Sharing content that makes other people engage with their site is a large part of what makes social media sites valuable. Importantly, technology companies are legitimately reluctant to engage in obvious censorship. However, these limitations take on a different set of implications when the content is not personal photos or cute animals but distributing facts and news. Moreover, this shift is not happenstance – Facebook has moved aggressively to incorporate news into its site, launching programs such as the trending stories news feature and launching an Instant Articles program in partnership with key trusted news sources. Given social media’s evolving role in the larger information ecosystem, as well as their active efforts to incorporate news content, the policies of large social media companies will continue to have practical implications for news consumers. The result is that they cannot absolve themselves entirely from any obligation to make editorial decisions (or escape the fact that they already inadvertently have) even if that endangers their ability to be seen as neutral, algorithm-driven technology companies.

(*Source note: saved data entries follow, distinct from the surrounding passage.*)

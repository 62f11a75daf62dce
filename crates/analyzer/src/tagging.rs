//! Bulk tagging over the keyed collections of the program database.

use rustc_hash::FxHashSet;
use strum::{Display, EnumIter, IntoEnumIterator};

use crate::model::{Class, Field, Member, Method, StringValue, Tag, TagCategory};
use crate::program::ProgramDatabase;

#[derive(Debug, Clone, Copy, PartialEq, Eq, Hash, EnumIter, Display)]
#[strum(serialize_all = "snake_case")]
pub enum TaggableCollection {
    Classes,
    Fields,
    Methods,
    Strings,
}

/// What a tagging predicate gets to look at.
#[derive(Debug, Clone, Copy)]
pub enum EntityRef<'a> {
    Class(&'a Class),
    Field(&'a Field),
    Method(&'a Method),
    String(&'a StringValue),
}

impl EntityRef<'_> {
    pub fn is_missing(&self) -> bool {
        match self {
            EntityRef::Class(class) => class.is_missing(),
            EntityRef::Field(field) => field.is_missing(),
            EntityRef::Method(method) => method.is_missing(),
            EntityRef::String(_) => false,
        }
    }
}

enum Target {
    Class(crate::model::ClassId),
    Field(crate::model::FieldId),
    Method(crate::model::MethodId),
    String(usize),
}

impl ProgramDatabase {
    /// Tags every entry of `collection` accepted by `predicate`, which receives
    /// the entry key (FQCN, signature or literal) and the entity. Returns the
    /// number of entries tagged.
    pub fn tag_if<P>(&mut self, collection: TaggableCollection, mut predicate: P, tag: &Tag) -> usize
    where
        P: FnMut(&str, EntityRef<'_>) -> bool,
    {
        let targets: Vec<Target> = match collection {
            TaggableCollection::Classes => self
                .classes
                .iter()
                .filter(|(key, id)| predicate(key, EntityRef::Class(self.class(**id))))
                .map(|(_, id)| Target::Class(*id))
                .collect(),
            // Inherited views share their member; each member is offered once,
            // under the first signature that reached it.
            TaggableCollection::Fields => {
                let mut seen = FxHashSet::default();
                self.fields
                    .iter()
                    .filter(|(_, view)| seen.insert(view.member))
                    .filter(|(key, view)| predicate(key, EntityRef::Field(self.field(view.member))))
                    .map(|(_, view)| Target::Field(view.member))
                    .collect()
            }
            TaggableCollection::Methods => {
                let mut seen = FxHashSet::default();
                self.methods
                    .iter()
                    .filter(|(_, view)| seen.insert(view.member))
                    .filter(|(key, view)| predicate(key, EntityRef::Method(self.method(view.member))))
                    .map(|(_, view)| Target::Method(view.member))
                    .collect()
            }
            TaggableCollection::Strings => self
                .strings
                .iter()
                .enumerate()
                .filter(|(_, value)| predicate(&value.value, EntityRef::String(*value)))
                .map(|(i, _)| Target::String(i))
                .collect(),
        };

        let tagged = targets.len();
        for target in targets {
            match target {
                Target::Class(id) => self.class_mut(id).tags.add(tag.clone()),
                Target::Field(id) => self.field_mut(id).tags.add(tag.clone()),
                Target::Method(id) => self.method_mut(id).tags.add(tag.clone()),
                Target::String(i) => {
                    if let Some(value) = self.strings.iter_mut().nth(i) {
                        value.tags.add(tag.clone());
                    }
                }
            }
        }
        tagged
    }

    pub fn tag_all_if<P>(&mut self, mut predicate: P, tag: &Tag) -> usize
    where
        P: FnMut(&str, EntityRef<'_>) -> bool,
    {
        TaggableCollection::iter()
            .map(|collection| self.tag_if(collection, &mut predicate, tag))
            .sum()
    }

    pub fn tag_all(&mut self, tag: &Tag) -> usize {
        self.tag_all_if(|_, _| true, tag)
    }

    pub fn tag_all_as_internal(&mut self) -> usize {
        self.tag_all(&Tag::Internal)
    }

    pub fn add_tag_category(&mut self, name: &str, tags: Vec<String>) {
        self.tag_categories.insert(
            name,
            TagCategory {
                name: name.to_string(),
                tags,
            },
        );
    }
}

#[cfg(test)]
mod tests {
    use super::*;
    use crate::batch::MethodDef;
    use crate::model::{FieldRef, InstructionRef, Link, MethodRef, Modifiers, Tags};
    use crate::resolution::Resolver;

    fn sample() -> ProgramDatabase {
        let mut db = ProgramDatabase::new();
        let main = db.add_class("com.app.Main");
        let run = db.register_method(main, MethodDef::new("run", "()V"));
        Resolver::new(&mut db).resolve_field(&FieldRef::new("android.os.Build", "MODEL", "Ljava/lang/String;"));
        db.strings.insert(StringValue {
            source: run,
            instruction: InstructionRef {
                method: run,
                block: 0,
                index: 0,
            },
            value: "content://sms".to_string(),
            tags: Tags::default(),
        });
        db
    }

    #[test]
    fn test_tag_all_as_internal_reaches_every_collection() {
        let mut db = sample();

        let tagged = db.tag_all_as_internal();

        assert_eq!(tagged, 5, "two classes, one field, one method, one string");
        assert!(db.all_classes().all(|(_, c)| c.tags.internal));
        assert!(db.all_methods().all(|(_, m)| m.tags.internal));
        assert!(db.strings().iter().all(|s| s.tags.internal));
    }

    #[test]
    fn test_tag_if_applies_predicate_per_entity() {
        let mut db = sample();
        let external = Tag::from("external");

        let tagged = db.tag_if(
            TaggableCollection::Classes,
            |_, entity| entity.is_missing(),
            &external,
        );

        assert_eq!(tagged, 1);
        let build = db.class_by_name("android.os.Build").unwrap();
        let main = db.class_by_name("com.app.Main").unwrap();
        assert!(db.class(build).tags.contains("external"));
        assert!(!db.class(main).tags.contains("external"));
    }

    #[test]
    fn test_tag_all_if_matches_keys() {
        let mut db = sample();

        let tagged = db.tag_all_if(|key, _| key.starts_with("content://"), &Tag::from("uri"));

        assert_eq!(tagged, 1);
        assert!(db.strings().iter().next().unwrap().tags.contains("uri"));
    }

    #[test]
    fn test_inherited_views_are_tagged_once() {
        let mut db = ProgramDatabase::new();
        let base = db.add_class("com.app.Base");
        db.register_method(base, MethodDef::new("start", "()V").with_modifiers(Modifiers::public()));
        for fqcn in ["com.app.Left", "com.app.Right"] {
            let sub = db.add_class(fqcn);
            db.class_mut(sub).extends = Some(Link::Resolved(base));
            Resolver::new(&mut db).resolve_method(&MethodRef::new(fqcn, "start", "()V"), false);
        }
        assert_eq!(db.methods().len(), 3, "one definition, two inherited views");

        let mut offered = Vec::new();
        let tagged = db.tag_if(
            TaggableCollection::Methods,
            |key, _| {
                offered.push(key.to_string());
                true
            },
            &Tag::from("lifecycle"),
        );

        assert_eq!(tagged, 1);
        assert_eq!(offered, vec!["com.app.Base.start()V".to_string()]);
    }

    #[test]
    fn test_collections_display_in_snake_case() {
        let names: Vec<String> = TaggableCollection::iter().map(|c| c.to_string()).collect();
        assert_eq!(names, vec!["classes", "fields", "methods", "strings"]);
    }
}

In the aftermath of all the recent coverage on this topic, many technology companies have admitted to the need to change how they operate. Facebook is experimenting with ways to remove known propagators of fake news and offering ways to flag stories as problematic. It is also changing the structure of how the platform operates to discourage fake news (e.g. removing the ability to edit link previews, adding a “disputed” label and minimizing the impact of high-frequency posters, which have been associated with fake news stories).